Evolutionary approximation and neural architecture search

Automated neural architecture search (NAS) methods are now employed to routinely deliver high-quality neural network architectures for various challenging data sets and reduce the designer's effort. The NAS methods utilizing multi-objective evolutionary algorithms are especially useful when the objective is not only to minimize the network error but also to reduce the number of parameters (weights) or power consumption of the inference phase. We propose a multi-objective NAS method based on Cartesian genetic programming for evolving convolutional neural networks (CNN). The method allows approximate operations to be used in CNNs to reduce the power consumption of a target hardware implementation.
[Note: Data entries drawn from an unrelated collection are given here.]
#![no_std]

// Polling core for a Hoymiles micro-inverter DTU.
//
// The crate stays portable across MCU firmware and host tooling by avoiding the
// Rust standard library. Radio, payload assembly and time acquisition are
// reached through traits so the firmware and the emulator can plug in their
// own implementations.

pub mod app;
pub mod clock;
pub mod config;
pub mod console;
pub mod context;
pub mod coordinator;
pub mod drain;
pub mod inverter;
pub mod listener;
pub mod radio;
pub mod rx;
pub mod scheduler;
pub mod stats;
pub mod status;
pub mod sun;
pub mod telemetry;
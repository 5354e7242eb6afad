//! Foundation types shared by every engine module
//!
//! Math aliases over nalgebra, frame timing, handle maps for arena-owned
//! objects, and logger setup.

pub mod collections;
pub mod logging;
pub mod math;
pub mod time;
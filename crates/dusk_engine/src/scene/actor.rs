//! Actors
//!
//! An actor owns a transform node and a list of components. While attached
//! to a scene it listens to the scene's UPDATE and RENDER events and fires
//! its own [`Actor::UPDATE`] and [`Actor::RENDER`] for its components.

use std::cell::{Ref, RefCell};
use std::rc::{Rc, Weak};

use super::{Component, ComponentKind, Scene, TransformNode};
use crate::events::{Dispatcher, Event, EventDispatcher, EventId, EventTarget, ObjectKey};
use crate::foundation::math::{Mat4, Vec3};

/// Named entity composed of components
pub struct Actor {
    name: String,
    tags: RefCell<Vec<String>>,
    template: bool,
    transform: RefCell<TransformNode>,
    components: RefCell<Vec<Rc<dyn Component>>>,
    scene: RefCell<Weak<Scene>>,
    dispatcher: Dispatcher,
    self_ref: Weak<Actor>,
}

impl Actor {
    /// Fired once per scene update, same payload as the scene's event
    pub const UPDATE: EventId = EventId::namespaced(EventId::ACTOR_PREFIX, 1);
    /// Fired once per scene render
    pub const RENDER: EventId = EventId::namespaced(EventId::ACTOR_PREFIX, 2);

    /// Create a detached actor
    pub fn new(name: impl Into<String>) -> Rc<Self> {
        Self::build(name.into(), false)
    }

    /// Create a prototype that never receives frame events
    pub fn new_template(name: impl Into<String>) -> Rc<Self> {
        Self::build(name.into(), true)
    }

    fn build(name: String, template: bool) -> Rc<Self> {
        Rc::new_cyclic(|self_ref| Self {
            name,
            tags: RefCell::new(Vec::new()),
            template,
            transform: RefCell::new(TransformNode::new()),
            components: RefCell::new(Vec::new()),
            scene: RefCell::new(Weak::new()),
            dispatcher: Dispatcher::new(),
            self_ref: self_ref.clone(),
        })
    }

    /// Name, unique within the owning scene
    pub fn name(&self) -> &str {
        &self.name
    }

    /// Whether this actor is a prototype
    pub fn is_template(&self) -> bool {
        self.template
    }

    /// Add a lookup tag
    pub fn add_tag(&self, tag: impl Into<String>) {
        let tag = tag.into();
        let mut tags = self.tags.borrow_mut();
        if !tags.contains(&tag) {
            tags.push(tag);
        }
    }

    /// Whether `tag` was added
    pub fn has_tag(&self, tag: &str) -> bool {
        self.tags.borrow().iter().any(|t| t == tag)
    }

    /// Tags in insertion order
    pub fn tags(&self) -> Vec<String> {
        self.tags.borrow().clone()
    }

    /// Composed transform
    pub fn transform(&self) -> Mat4 {
        self.transform.borrow().transform()
    }

    /// Transform node
    pub fn transform_node(&self) -> Ref<'_, TransformNode> {
        self.transform.borrow()
    }

    /// Set the inherited transform
    pub fn set_base_transform(&self, base: Mat4) {
        self.transform.borrow_mut().set_base_transform(base);
    }

    /// Set the translation
    pub fn set_position(&self, position: Vec3) {
        self.transform.borrow_mut().set_position(position);
    }

    /// Set the Euler rotation in radians
    pub fn set_rotation(&self, rotation: Vec3) {
        self.transform.borrow_mut().set_rotation(rotation);
    }

    /// Set the per-axis scale
    pub fn set_scale(&self, scale: Vec3) {
        self.transform.borrow_mut().set_scale(scale);
    }

    /// Owning scene, if attached and alive
    pub fn scene(&self) -> Option<Rc<Scene>> {
        self.scene.borrow().upgrade()
    }

    /// Attach to `scene`, subscribing to its UPDATE and RENDER events
    ///
    /// A previous scene is unsubscribed from first. Templates keep the
    /// back-reference but never subscribe.
    pub fn set_scene(&self, scene: &Rc<Scene>) {
        if self.scene.borrow().ptr_eq(&Rc::downgrade(scene)) {
            return;
        }

        self.leave_scene();
        *self.scene.borrow_mut() = Rc::downgrade(scene);

        if self.template {
            log::debug!("Template '{}' bound to scene '{}' without subscribing", self.name, scene.name());
            return;
        }

        scene
            .dispatcher()
            .add_method(Scene::UPDATE, self.self_ref.clone(), Self::on_update);
        scene
            .dispatcher()
            .add_method(Scene::RENDER, self.self_ref.clone(), Self::on_render);
    }

    /// Drop the scene back-reference and its subscriptions
    pub(crate) fn leave_scene(&self) {
        let previous = self.scene.replace(Weak::new());
        if let Some(scene) = previous.upgrade() {
            scene.dispatcher().remove_listeners_of(ObjectKey::of(self));
        }
    }

    /// Take ownership of `component` and attach it
    pub fn add_component(&self, component: Rc<dyn Component>) {
        let Some(actor) = self.self_ref.upgrade() else {
            return;
        };

        self.components.borrow_mut().push(Rc::clone(&component));
        component.attach(&actor);
    }

    /// Detach and release `component`
    ///
    /// Returns whether the component was owned by this actor.
    pub fn remove_component(&self, component: &Rc<dyn Component>) -> bool {
        let removed = {
            let mut components = self.components.borrow_mut();
            let before = components.len();
            components.retain(|owned| !Rc::ptr_eq(owned, component));
            components.len() != before
        };

        if removed {
            component.detach();
        }
        removed
    }

    /// Every component, in attach order
    pub fn components(&self) -> Vec<Rc<dyn Component>> {
        self.components.borrow().clone()
    }

    /// Components of one kind, in attach order
    pub fn components_of_kind(&self, kind: ComponentKind) -> Vec<Rc<dyn Component>> {
        self.components
            .borrow()
            .iter()
            .filter(|component| component.kind() == kind)
            .cloned()
            .collect()
    }

    /// First component of concrete type `T`
    pub fn component<T: Component>(&self) -> Option<Rc<T>> {
        self.components
            .borrow()
            .iter()
            .find_map(|component| Rc::clone(component).into_any().downcast::<T>().ok())
    }

    /// Every component of concrete type `T`
    pub fn components_of<T: Component>(&self) -> Vec<Rc<T>> {
        self.components
            .borrow()
            .iter()
            .filter_map(|component| Rc::clone(component).into_any().downcast::<T>().ok())
            .collect()
    }

    /// Detached copy named `name` with this actor's tags, transform and duplicable components
    pub fn duplicate(&self, name: impl Into<String>) -> Rc<Actor> {
        let copy = Actor::new(name);
        *copy.tags.borrow_mut() = self.tags();
        *copy.transform.borrow_mut() = self.transform.borrow().clone();

        for component in self.components() {
            match component.duplicate() {
                Some(duplicate) => copy.add_component(duplicate),
                None => log::debug!("Skipping non-duplicable {:?} component of '{}'", component.kind(), self.name),
            }
        }
        copy
    }

    fn target(&self) -> EventTarget {
        EventTarget::Actor(self.self_ref.clone())
    }

    fn on_update(&self, event: &Event) {
        self.dispatcher.dispatch(&event.forward(Self::UPDATE, self.target()));
    }

    fn on_render(&self, _event: &Event) {
        self.dispatcher
            .dispatch(&Event::new(Self::RENDER).with_target(self.target()));
    }
}

impl EventDispatcher for Actor {
    fn dispatcher(&self) -> &Dispatcher {
        &self.dispatcher
    }
}

impl std::fmt::Debug for Actor {
    fn fmt(&self, f: &mut std::fmt::Formatter<'_>) -> std::fmt::Result {
        f.debug_struct("Actor")
            .field("name", &self.name)
            .field("template", &self.template)
            .field("components", &self.components.borrow().len())
            .finish()
    }
}

impl Drop for Actor {
    fn drop(&mut self) {
        if let Some(scene) = self.scene.get_mut().upgrade() {
            scene.dispatcher().remove_listeners_of(ObjectKey::of(&*self));
        }
    }
}

#[cfg(test)]
mod tests {
    use super::*;
    use crate::events::CallbackKey;
    use std::cell::Cell;

    /// Counts the owner's events
    struct Probe {
        link: super::super::ActorLink,
        updates: Cell<u32>,
        renders: Cell<u32>,
        kind: ComponentKind,
    }

    impl Probe {
        fn new(kind: ComponentKind) -> Rc<Self> {
            Rc::new(Self {
                link: Default::default(),
                updates: Cell::new(0),
                renders: Cell::new(0),
                kind,
            })
        }

        fn on_update(&self, _event: &Event) {
            self.updates.set(self.updates.get() + 1);
        }

        fn on_render(&self, _event: &Event) {
            self.renders.set(self.renders.get() + 1);
        }
    }

    impl Component for Probe {
        fn kind(&self) -> ComponentKind {
            self.kind
        }

        fn actor(&self) -> Option<Rc<Actor>> {
            self.link.get()
        }

        fn attach(self: Rc<Self>, actor: &Rc<Actor>) {
            if self.link.rebind(actor, ObjectKey::of(&*self)) {
                actor.dispatcher().add_method(Actor::UPDATE, Rc::downgrade(&self), Self::on_update);
                actor.dispatcher().add_method(Actor::RENDER, Rc::downgrade(&self), Self::on_render);
            }
        }

        fn detach(&self) {
            self.link.release(ObjectKey::of(self));
        }

        fn duplicate(&self) -> Option<Rc<dyn Component>> {
            Some(Probe::new(self.kind))
        }

        fn into_any(self: Rc<Self>) -> Rc<dyn std::any::Any> {
            self
        }
    }

    #[test]
    fn test_components_receive_actor_events() {
        let actor = Actor::new("hero");
        let probe = Probe::new(ComponentKind::Custom("probe"));
        actor.add_component(probe.clone());

        actor.dispatch_event(&Event::new(Actor::UPDATE));
        actor.dispatch_event(&Event::new(Actor::RENDER));
        assert_eq!((probe.updates.get(), probe.renders.get()), (1, 1));
        assert!(probe.actor().is_some_and(|owner| Rc::ptr_eq(&owner, &actor)));
    }

    #[test]
    fn test_remove_component_unsubscribes() {
        let actor = Actor::new("hero");
        let probe: Rc<dyn Component> = Probe::new(ComponentKind::Mesh);
        actor.add_component(Rc::clone(&probe));
        assert_eq!(actor.dispatcher().listener_count(Actor::UPDATE), 1);

        assert!(actor.remove_component(&probe));
        assert!(!actor.remove_component(&probe));
        assert!(actor.dispatcher().event_ids().is_empty());
        assert!(probe.actor().is_none());
    }

    #[test]
    fn test_reattach_moves_subscriptions() {
        let first = Actor::new("first");
        let second = Actor::new("second");
        let probe = Probe::new(ComponentKind::Script);

        Rc::clone(&probe).attach(&first);
        Rc::clone(&probe).attach(&first);
        assert_eq!(first.dispatcher().listener_count(Actor::UPDATE), 1);

        Rc::clone(&probe).attach(&second);
        assert!(!first.dispatcher().has_listeners(Actor::UPDATE));
        assert_eq!(second.dispatcher().listener_count(Actor::RENDER), 1);
    }

    #[test]
    fn test_dropped_component_is_skipped() {
        let actor = Actor::new("hero");
        let probe = Probe::new(ComponentKind::Mesh);
        Rc::clone(&probe).attach(&actor);
        let key = CallbackKey::method(&*probe, Probe::on_update);

        drop(probe);
        // Listener survives until removed, but is skipped once the object is gone
        actor.dispatch_event(&Event::new(Actor::UPDATE));
        assert!(actor.remove_event_listener(Actor::UPDATE, &key));
    }

    #[test]
    fn test_typed_lookup() {
        let actor = Actor::new("hero");
        actor.add_component(Probe::new(ComponentKind::Mesh));
        actor.add_component(Probe::new(ComponentKind::Script));

        assert_eq!(actor.components_of_kind(ComponentKind::Mesh).len(), 1);
        assert!(actor.components_of_kind(ComponentKind::Camera).is_empty());
        assert_eq!(actor.components_of::<Probe>().len(), 2);
        assert_eq!(actor.component::<Probe>().map(|probe| probe.kind), Some(ComponentKind::Mesh));
    }

    #[test]
    fn test_tags_and_duplicate() {
        let actor = Actor::new_template("crate");
        actor.add_tag("prop");
        actor.add_tag("prop");
        actor.set_position(Vec3::new(1.0, 2.0, 3.0));
        actor.add_component(Probe::new(ComponentKind::Mesh));

        let copy = actor.duplicate("crate_1");
        assert!(!copy.is_template());
        assert_eq!(copy.tags(), vec!["prop".to_string()]);
        assert_eq!(copy.transform(), actor.transform());
        assert_eq!(copy.components().len(), 1);
        assert!(copy.has_tag("prop"));
        assert!(!copy.has_tag("hero"));
    }
}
During the NAS process, a suitable CNN architecture is evolved together with selecting approximate multipliers to deliver the best trade-offs between accuracy, network size, and power consumption. The most suitable 8 x N-bit approximate multipliers are automatically selected from a library of approximate multipliers. Evolved CNNs are compared with CNNs developed by other NAS methods on the CIFAR-10 and SVHN benchmark problems.

Automated summary

Automated neural architecture search (NAS) methods can deliver high-quality neural network architectures and reduce the designer's effort. The proposed multi-objective NAS method based on Cartesian genetic programming evolves convolutional neural networks (CNN) to reduce power consumption while maintaining accuracy and network size. The method automatically selects the most suitable approximate multipliers for the target hardware implementation.